Entonces, alguien se levanta y llama la atención de que sí, es la guataca en el surco, pero no solo, porque en esta aula, en esta, hubo gente que se jugó la vida en hospitales y centros de aislamiento.

El aula deja de reír porque el aula entiende que hay cosas que son sagradas y el aula sabe respetar lo que merece respeto, como mismo tira a juego lo absurdo, lo innecesario, lo desfasado. El aula no quiere que sea uno, sino que sean varios, y arranca la disputa contra el reglamento que nos obliga a competir, a decir “yo más que tú”…. De pronto, corroboro que esta aula estigmatizada sabrá Dios por cuántos prejuicios, es muchísimo más valiosa de lo que ella misma calcula.

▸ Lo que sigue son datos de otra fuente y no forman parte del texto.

//! Spatial lookup structures for top-level regions.
//!
//! Settlements are found through a hash map keyed by `(world, chunk)`.
//! Circular regions are stored as horizontal bounding boxes in a per-world
//! R*-tree; a tree hit is only a candidate until the region's exact
//! containment check agrees.

use crate::region::{Region, RegionKey};
use compact_str::CompactString;
use legacy_db::geometry::ChunkKey;
use legacy_db::schema::Settlement;
use legacy_db::Oid;
use rstar::{Envelope, PointDistance, RTree, RTreeObject, AABB};
use std::collections::HashMap;
use tracing::warn;

/// Bounding box of one circular region.
#[derive(Debug, Clone, PartialEq)]
struct Footprint {
    key: RegionKey,
    envelope: AABB<[i64; 2]>,
}

impl RTreeObject for Footprint {
    type Envelope = AABB<[i64; 2]>;

    fn envelope(&self) -> Self::Envelope {
        self.envelope
    }
}

impl PointDistance for Footprint {
    /// Zero anywhere inside the box.
    fn distance_2(&self, point: &[i64; 2]) -> i64 {
        self.envelope.distance_2(point)
    }
}

#[derive(Default)]
pub(crate) struct SpatialIndex {
    claims: HashMap<(CompactString, ChunkKey), Oid<Settlement>>,
    trees: HashMap<CompactString, RTree<Footprint>>,
}

impl SpatialIndex {
    /// Registers the footprint of `region` as it is now.
    pub fn insert(&mut self, region: &Region) {
        match region {
            Region::Settlement(r) => {
                for chunk in &r.chunks {
                    let slot = (r.world.clone(), *chunk);
                    if let Some(previous) = self.claims.insert(slot, r.id) {
                        if previous != r.id {
                            warn!(chunk, world = %r.world, holder = %previous, claimant = %r.id, "⚠️ chunk claimed twice");
                        }
                    }
                }
            }
            _ => {
                if let Some((min, max)) = region.circle_bounds() {
                    self.trees
                        .entry(CompactString::from(region.world()))
                        .or_default()
                        .insert(Footprint {
                            key: region.key(),
                            envelope: AABB::from_corners(min, max),
                        });
                }
            }
        }
    }

    /// Unregisters the footprint `region` had when it was last inserted.
    pub fn remove(&mut self, region: &Region) {
        match region {
            Region::Settlement(r) => {
                for chunk in &r.chunks {
                    let slot = (r.world.clone(), *chunk);
                    if self.claims.get(&slot) == Some(&r.id) {
                        self.claims.remove(&slot);
                    }
                }
            }
            _ => {
                let Some((min, max)) = region.circle_bounds() else { return };
                let footprint = Footprint {
                    key: region.key(),
                    envelope: AABB::from_corners(min, max),
                };
                if let Some(tree) = self.trees.get_mut(region.world()) {
                    tree.remove(&footprint);
                    if tree.size() == 0 {
                        self.trees.remove(region.world());
                    }
                }
            }
        }
    }

    pub fn settlement_at(&self, world: &str, chunk: ChunkKey) -> Option<Oid<Settlement>> {
        self.claims.get(&(CompactString::from(world), chunk)).copied()
    }

    /// Circular regions whose bounding box covers block `(x, z)`.
    pub fn circles_at(&self, world: &str, x: i32, z: i32) -> Vec<RegionKey> {
        let Some(tree) = self.trees.get(world) else {
            return Vec::new();
        };
        tree.locate_within_distance([i64::from(x), i64::from(z)], 0)
            .map(|footprint| footprint.key)
            .collect()
    }

    #[cfg(test)]
    fn claim_count(&self) -> usize {
        self.claims.len()
    }
}

#[cfg(test)]
mod tests {
    use super::*;
    use crate::region::TerritoryRegion;
    use legacy_db::Oid;

    fn territory(x: i32, z: i32, radius: i32) -> Region {
        Region::Territory(TerritoryRegion {
            id: Oid::new(),
            name: "Ridge".into(),
            world: "planet".into(),
            x,
            z,
            radius,
            nation: None,
        })
    }

    #[test]
    fn circles_are_found_by_bounding_box() {
        let mut index = SpatialIndex::default();
        let region = territory(0, 0, 50);
        index.insert(&region);

        assert_eq!(index.circles_at("planet", 50, 50), vec![region.key()]);
        assert!(index.circles_at("planet", 51, 0).is_empty());
        assert!(index.circles_at("elsewhere", 0, 0).is_empty());

        index.remove(&region);
        assert!(index.circles_at("planet", 0, 0).is_empty());
    }

    #[test]
    fn removing_a_stale_claim_keeps_the_new_holder() {
        use crate::region::SettlementRegion;
        use legacy_db::geometry::chunk_key;
        use legacy_db::schema::ForeignRelation;
        use std::collections::{BTreeSet, HashSet};

        let settlement = |chunks: &[ChunkKey]| SettlementRegion {
            id: Oid::new(),
            name: "S".into(),
            world: "overworld".into(),
            leader: Oid::new(),
            nation: None,
            chunks: chunks.iter().copied().collect::<HashSet<_>>(),
            min_build_access: ForeignRelation::SettlementMember,
            children: BTreeSet::new(),
        };
        let first = Region::Settlement(settlement(&[chunk_key(0, 0)]));
        let second = settlement(&[chunk_key(0, 0)]);
        let second_id = second.id;

        let mut index = SpatialIndex::default();
        index.insert(&first);
        index.insert(&Region::Settlement(second));
        index.remove(&first);

        assert_eq!(index.settlement_at("overworld", chunk_key(0, 0)), Some(second_id));
        assert_eq!(index.claim_count(), 1);
    }
}
use crate::cache::{CacheOptions, ReplicatedCache};
use crate::index::{IndexHandle, IndexKind};
use legacy_db::schema::{name_key, EcoStation};
use legacy_db::Database;
use std::ops::Deref;
use std::sync::Arc;

#[derive(Clone)]
pub struct EcoStationCache {
    cache: ReplicatedCache<EcoStation>,
    by_name: IndexHandle<EcoStation, String>,
}

impl EcoStationCache {
    pub fn new(db: &Database, options: CacheOptions) -> Self {
        let cache = ReplicatedCache::with_options(db, "EcoStationCache", options);
        let by_name = cache.add_index("name", IndexKind::Unique, |s: &EcoStation| name_key(&s.name));
        Self { cache, by_name }
    }

    pub fn get_by_name(&self, name: &str) -> Option<Arc<EcoStation>> {
        self.cache.query_first(&self.by_name, &name_key(name))
    }
}

impl Deref for EcoStationCache {
    type Target = ReplicatedCache<EcoStation>;

    fn deref(&self) -> &Self::Target {
        &self.cache
    }
}
//! Command-line interface handling for the Legacy server.
//!
//! Flags given here override the matching values from the configuration file.

use clap::{Arg, ArgMatches, Command};
use std::path::PathBuf;

/// Command line arguments parsed from user input.
#[derive(Debug, Clone)]
pub struct CliArgs {
    /// Path to the configuration file
    pub config_path: PathBuf,
    /// Optional override for log level
    pub log_level: Option<String>,
    /// Whether to force JSON log output
    pub json_logs: bool,
    /// Optional override for this instance's name
    pub instance: Option<String>,
    /// Whether this instance runs master-only duties
    pub master: bool,
}

impl CliArgs {
    /// Parses the process arguments. Exits with clap's usage message when
    /// they are malformed.
    pub fn parse() -> Self {
        Self::from_matches(&command().get_matches())
    }

    /// Parses an explicit argument list, for embedding and tests.
    pub fn try_parse_from<I, T>(args: I) -> Result<Self, clap::Error>
    where
        I: IntoIterator<Item = T>,
        T: Into<std::ffi::OsString> + Clone,
    {
        Ok(Self::from_matches(&command().try_get_matches_from(args)?))
    }

    fn from_matches(matches: &ArgMatches) -> Self {
        Self {
            config_path: matches
                .get_one::<String>("config")
                .map(PathBuf::from)
                .unwrap_or_else(|| PathBuf::from("config.toml")),
            log_level: matches.get_one::<String>("log-level").cloned(),
            json_logs: matches.get_flag("json-logs"),
            instance: matches.get_one::<String>("instance").cloned(),
            master: matches.get_flag("master"),
        }
    }
}

fn command() -> Command {
    Command::new("Legacy Server")
        .version(env!("CARGO_PKG_VERSION"))
        .about("Persistent-world server core with replicated caches and spatial claims")
        .arg(
            Arg::new("config")
                .short('c')
                .long("config")
                .value_name("FILE")
                .help("Configuration file path")
                .default_value("config.toml"),
        )
        .arg(
            Arg::new("log-level")
                .short('l')
                .long("log-level")
                .value_name("LEVEL")
                .help("Log level (trace, debug, info, warn, error)"),
        )
        .arg(
            Arg::new("json-logs")
                .long("json-logs")
                .help("Output logs in JSON format")
                .action(clap::ArgAction::SetTrue),
        )
        .arg(
            Arg::new("instance")
                .short('i')
                .long("instance")
                .value_name("NAME")
                .help("Name of this server instance"),
        )
        .arg(
            Arg::new("master")
                .long("master")
                .help("Run as the master instance")
                .action(clap::ArgAction::SetTrue),
        )
}

#[cfg(test)]
mod tests {
    use super::*;

    #[test]
    fn defaults_without_flags() {
        let args = CliArgs::try_parse_from(["legacy_server"]).unwrap();
        assert_eq!(args.config_path, PathBuf::from("config.toml"));
        assert!(args.log_level.is_none());
        assert!(!args.json_logs);
        assert!(!args.master);
    }

    #[test]
    fn overrides_are_parsed() {
        let args = CliArgs::try_parse_from([
            "legacy_server",
            "--config",
            "prod.toml",
            "-l",
            "debug",
            "--json-logs",
            "--instance",
            "survival-2",
            "--master",
        ])
        .unwrap();
        assert_eq!(args.config_path, PathBuf::from("prod.toml"));
        assert_eq!(args.log_level.as_deref(), Some("debug"));
        assert!(args.json_logs);
        assert_eq!(args.instance.as_deref(), Some("survival-2"));
        assert!(args.master);
    }
}
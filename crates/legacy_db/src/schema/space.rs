//! Celestial bodies placed in space worlds.
//!
//! Every body kind lives in its own collection but shares the
//! [`CelestialBody`] surface, which is what the space map and the generic
//! body cache work against.

use crate::collection::Database;
use crate::error::{ensure, DbError};
use crate::geometry::Vec3i;
use crate::object::DbObject;
use crate::oid::Oid;
use crate::schema::same_name;
use serde::{Deserialize, Serialize};

/// Shared surface of stars, planets, black holes and barriers.
pub trait CelestialBody: DbObject {
    fn name(&self) -> &str;

    fn space_world(&self) -> &str;

    fn position(&self) -> Vec3i;

    fn move_to(&mut self, space_world: &str, position: Vec3i);

    fn set_pos(db: &Database, id: Oid<Self>, space_world: &str, position: Vec3i) -> Result<(), DbError> {
        db.collection::<Self>()
            .update(id, |body| body.move_to(space_world, position))
            .map(|_| ())
    }

    fn delete(db: &Database, id: Oid<Self>) -> Result<bool, DbError> {
        db.collection::<Self>().delete(id)
    }
}

fn insert_named<B: CelestialBody>(db: &Database, body: B) -> Result<Oid<B>, DbError> {
    db.trx(|tx| {
        ensure(tx.none::<B>(|b| same_name(b.name(), body.name()))?, || {
            format!("A {} named {} already exists", B::COLLECTION, body.name())
        })?;
        tx.insert(&body)
    })
}

macro_rules! body_position {
    () => {
        fn name(&self) -> &str {
            &self.name
        }

        fn space_world(&self) -> &str {
            &self.space_world
        }

        fn position(&self) -> Vec3i {
            Vec3i::new(self.x, self.y, self.z)
        }

        fn move_to(&mut self, space_world: &str, position: Vec3i) {
            self.space_world = space_world.to_string();
            self.x = position.x;
            self.y = position.y;
            self.z = position.z;
        }
    };
}

#[derive(Debug, Clone, PartialEq, Eq, Serialize, Deserialize)]
pub struct Star {
    #[serde(rename = "_id")]
    pub id: Oid<Star>,
    pub name: String,
    pub space_world: String,
    pub x: i32,
    pub y: i32,
    pub z: i32,
    pub classification: String,
}

impl DbObject for Star {
    const COLLECTION: &'static str = "star";

    fn id(&self) -> Oid<Self> {
        self.id
    }
}

impl CelestialBody for Star {
    body_position!();
}

impl Star {
    pub fn create(db: &Database, name: &str, space_world: &str, at: Vec3i, classification: &str) -> Result<Oid<Star>, DbError> {
        insert_named(
            db,
            Star {
                id: Oid::new(),
                name: name.to_string(),
                space_world: space_world.to_string(),
                x: at.x,
                y: at.y,
                z: at.z,
                classification: classification.to_string(),
            },
        )
    }
}

/// A planet orbiting a star, with its own surface world.
#[derive(Debug, Clone, PartialEq, Eq, Serialize, Deserialize)]
pub struct Planet {
    #[serde(rename = "_id")]
    pub id: Oid<Planet>,
    pub name: String,
    #[serde(default)]
    pub sun_id: Option<Oid<Star>>,
    pub space_world: String,
    /// Name of the world players land on.
    pub planet_world: String,
    pub x: i32,
    pub y: i32,
    pub z: i32,
    pub size: i32,
}

impl DbObject for Planet {
    const COLLECTION: &'static str = "planet";

    fn id(&self) -> Oid<Self> {
        self.id
    }
}

impl CelestialBody for Planet {
    body_position!();
}

impl Planet {
    pub fn create(
        db: &Database,
        name: &str,
        sun: Option<Oid<Star>>,
        space_world: &str,
        planet_world: &str,
        at: Vec3i,
        size: i32,
    ) -> Result<Oid<Planet>, DbError> {
        insert_named(
            db,
            Planet {
                id: Oid::new(),
                name: name.to_string(),
                sun_id: sun,
                space_world: space_world.to_string(),
                planet_world: planet_world.to_string(),
                x: at.x,
                y: at.y,
                z: at.z,
                size,
            },
        )
    }
}

#[derive(Debug, Clone, PartialEq, Eq, Serialize, Deserialize)]
pub struct BlackHole {
    #[serde(rename = "_id")]
    pub id: Oid<BlackHole>,
    pub name: String,
    pub space_world: String,
    pub x: i32,
    pub y: i32,
    pub z: i32,
    pub radius: i32,
}

impl DbObject for BlackHole {
    const COLLECTION: &'static str = "blackhole";

    fn id(&self) -> Oid<Self> {
        self.id
    }
}

impl CelestialBody for BlackHole {
    body_position!();
}

impl BlackHole {
    pub fn create(db: &Database, name: &str, space_world: &str, at: Vec3i, radius: i32) -> Result<Oid<BlackHole>, DbError> {
        insert_named(
            db,
            BlackHole {
                id: Oid::new(),
                name: name.to_string(),
                space_world: space_world.to_string(),
                x: at.x,
                y: at.y,
                z: at.z,
                radius,
            },
        )
    }
}

#[derive(Debug, Clone, PartialEq, Eq, Serialize, Deserialize)]
pub struct CosmicBarrier {
    #[serde(rename = "_id")]
    pub id: Oid<CosmicBarrier>,
    pub name: String,
    pub space_world: String,
    pub x: i32,
    pub y: i32,
    pub z: i32,
    pub radius: i32,
}

impl DbObject for CosmicBarrier {
    const COLLECTION: &'static str = "cosmicbarrier";

    fn id(&self) -> Oid<Self> {
        self.id
    }
}

impl CelestialBody for CosmicBarrier {
    body_position!();
}

impl CosmicBarrier {
    pub fn create(
        db: &Database,
        name: &str,
        space_world: &str,
        at: Vec3i,
        radius: i32,
    ) -> Result<Oid<CosmicBarrier>, DbError> {
        insert_named(
            db,
            CosmicBarrier {
                id: Oid::new(),
                name: name.to_string(),
                space_world: space_world.to_string(),
                x: at.x,
                y: at.y,
                z: at.z,
                radius,
            },
        )
    }
}
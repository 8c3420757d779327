//! The [`DbObject`] trait implemented by every persisted entity.

use crate::error::DbError;
use crate::oid::Oid;
use crate::store::{Document, ID_FIELD};
use serde::de::DeserializeOwned;
use serde::Serialize;
use uuid::Uuid;

/// A document type stored in its own collection.
///
/// Implementors serialise their id under [`ID_FIELD`], usually with
/// `#[serde(rename = "_id")]`. Entities are value snapshots: the cache hands
/// out shared, immutable copies and every change replaces a whole snapshot.
pub trait DbObject:
    Serialize + DeserializeOwned + Clone + PartialEq + Send + Sync + 'static
{
    /// Collection name, the lowercase type name by convention.
    const COLLECTION: &'static str;

    fn id(&self) -> Oid<Self>;
}

pub(crate) fn encode<T: DbObject>(entity: &T) -> Result<Document, DbError> {
    let mut document = serde_json::to_value(entity).map_err(|source| DbError::Encode {
        collection: T::COLLECTION.to_string(),
        source,
    })?;
    if let Some(fields) = document.as_object_mut() {
        fields
            .entry(ID_FIELD)
            .or_insert_with(|| Document::String(entity.id().to_string()));
    }
    Ok(document)
}

pub(crate) fn decode<T: DbObject>(document: Document) -> Result<T, DbError> {
    serde_json::from_value(document).map_err(|source| DbError::Decode {
        collection: T::COLLECTION.to_string(),
        source,
    })
}

pub(crate) fn decode_event<T: DbObject>(id: Uuid, document: Document) -> Result<T, DbError> {
    serde_json::from_value(document).map_err(|source| DbError::EventDecode {
        collection: T::COLLECTION.to_string(),
        id: id.to_string(),
        source,
    })
}
//! # Legacy Cache
//!
//! In-memory replicas of the store's collections, kept current from each
//! collection's change feed and queryable through declared secondary indexes.
//!
//! ## Layers
//!
//! - [`ReplicatedCache`]: the generic engine (bulk load, live feed, indexes,
//!   hooks, lag recovery)
//! - [`caches`]: one specialized cache per entity type and the [`Caches`]
//!   composition root
//! - [`TickQueue`]: hands hook work over to the main tick loop
//!
//! ## Example
//!
//! ```rust,no_run
//! use legacy_cache::{CacheOptions, Caches};
//! use legacy_db::{Database, MemoryStore};
//! use std::sync::Arc;
//!
//! # async fn demo() -> Result<(), legacy_cache::CacheError> {
//! let db = Database::new(Arc::new(MemoryStore::new("world")));
//! let caches = Caches::new(&db, CacheOptions::default());
//! caches.load_all().await?;
//!
//! if let Some(nation) = caches.nations.get_by_name("Horizon") {
//!     println!("{} has color {:06x}", nation.name, nation.color);
//! }
//! caches.shutdown().await;
//! # Ok(())
//! # }
//! ```

pub mod cache;
pub mod caches;
pub mod error;
pub mod hooks;
pub mod index;
pub mod stats;
pub mod tick;

pub use cache::{CacheOptions, ReplicatedCache};
pub use caches::Caches;
pub use error::CacheError;
pub use hooks::{CacheChange, CacheHook, FnHook};
pub use index::{IndexHandle, IndexKey, IndexKind, Keys};
pub use stats::CacheStats;
pub use tick::{TickQueue, TickTask};
use crate::cache::{CacheOptions, ReplicatedCache};
use crate::index::{IndexHandle, IndexKind};
use legacy_db::schema::{name_key, Nation, Settlement};
use legacy_db::{Database, Oid};
use std::ops::Deref;
use std::sync::Arc;

#[derive(Clone)]
pub struct SettlementCache {
    cache: ReplicatedCache<Settlement>,
    by_name: IndexHandle<Settlement, String>,
    by_world: IndexHandle<Settlement, String>,
    by_nation: IndexHandle<Settlement, Oid<Nation>>,
}

impl SettlementCache {
    pub fn new(db: &Database, options: CacheOptions) -> Self {
        let cache = ReplicatedCache::with_options(db, "SettlementCache", options);
        let by_name = cache.add_index("name", IndexKind::Unique, |s: &Settlement| s.name_key());
        let by_world = cache.add_index("world", IndexKind::Hash, |s: &Settlement| s.world_name.clone());
        let by_nation = cache.add_multi_index("nation", IndexKind::Hash, |s: &Settlement| s.nation_id);
        Self {
            cache,
            by_name,
            by_world,
            by_nation,
        }
    }

    pub fn get_by_name(&self, name: &str) -> Option<Arc<Settlement>> {
        self.cache.query_first(&self.by_name, &name_key(name))
    }

    pub fn in_world(&self, world: &str) -> Vec<Arc<Settlement>> {
        self.cache.query(&self.by_world, &world.to_string())
    }

    pub fn in_nation(&self, nation: Oid<Nation>) -> Vec<Arc<Settlement>> {
        self.cache.query(&self.by_nation, &nation)
    }
}

impl Deref for SettlementCache {
    type Target = ReplicatedCache<Settlement>;

    fn deref(&self) -> &Self::Target {
        &self.cache
    }
}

Esta aula, donde parece haber pocos tapujos a la hora de sincerarse; donde quienes juegan fútbol hoy, bailarán ballet mañana en nombre de la misma bandera azul y blanca de esta facultad; donde hay gente que sueña con hacer periodismo “puro” o con pararse frente a una cámara o con ser productor musical o con la moda y la estética o con los refugios de animales o hasta con el periodismo religioso…

En esta aula, donde tal vez ya hacen un poco de todo eso… donde se movilizan por lo que sienten y se aparecen todos un día vestidos del mismo color. Esta aula, donde la migración está doliendo ahora mismo, donde el futuro inmediato de este país no es preocupación superflua. Esta aula, donde también se decide lo que Cuba será y está siendo…

Habrá quien piense que están perdidos y con desprecio mire sus irreverencias, sus gafas estrafalarias y sus pantalones rotos –sin preguntarse acaso si tendrán más– o se escandalice porque no conocen determinada canción, determinada película, determinado nombre, determinado concepto… “¿Y quién los va a salvar?”, insistirá aquel o aquella, más que por lo que ve, por lo que no ha visto.

Habrá que responderle entonces que regrese a mirar bien y que, probablemente, perdido está quien no haya sido capaz de ver de qué están hechos ellos, ellas, en estas sillas de configuración bancaria, en esta aula llena de contradicciones.

En todo caso, se salvarán ellos mismos, como ellos mismos han salvado su asamblea; tanto así que, cuando busco con los ojos a Alicia, de repente la encuentro sonriendo.

Notas

[1] Estos nombres (Luna y Alicia) han sido cambiados para respetar la privacidad de las protagonistas.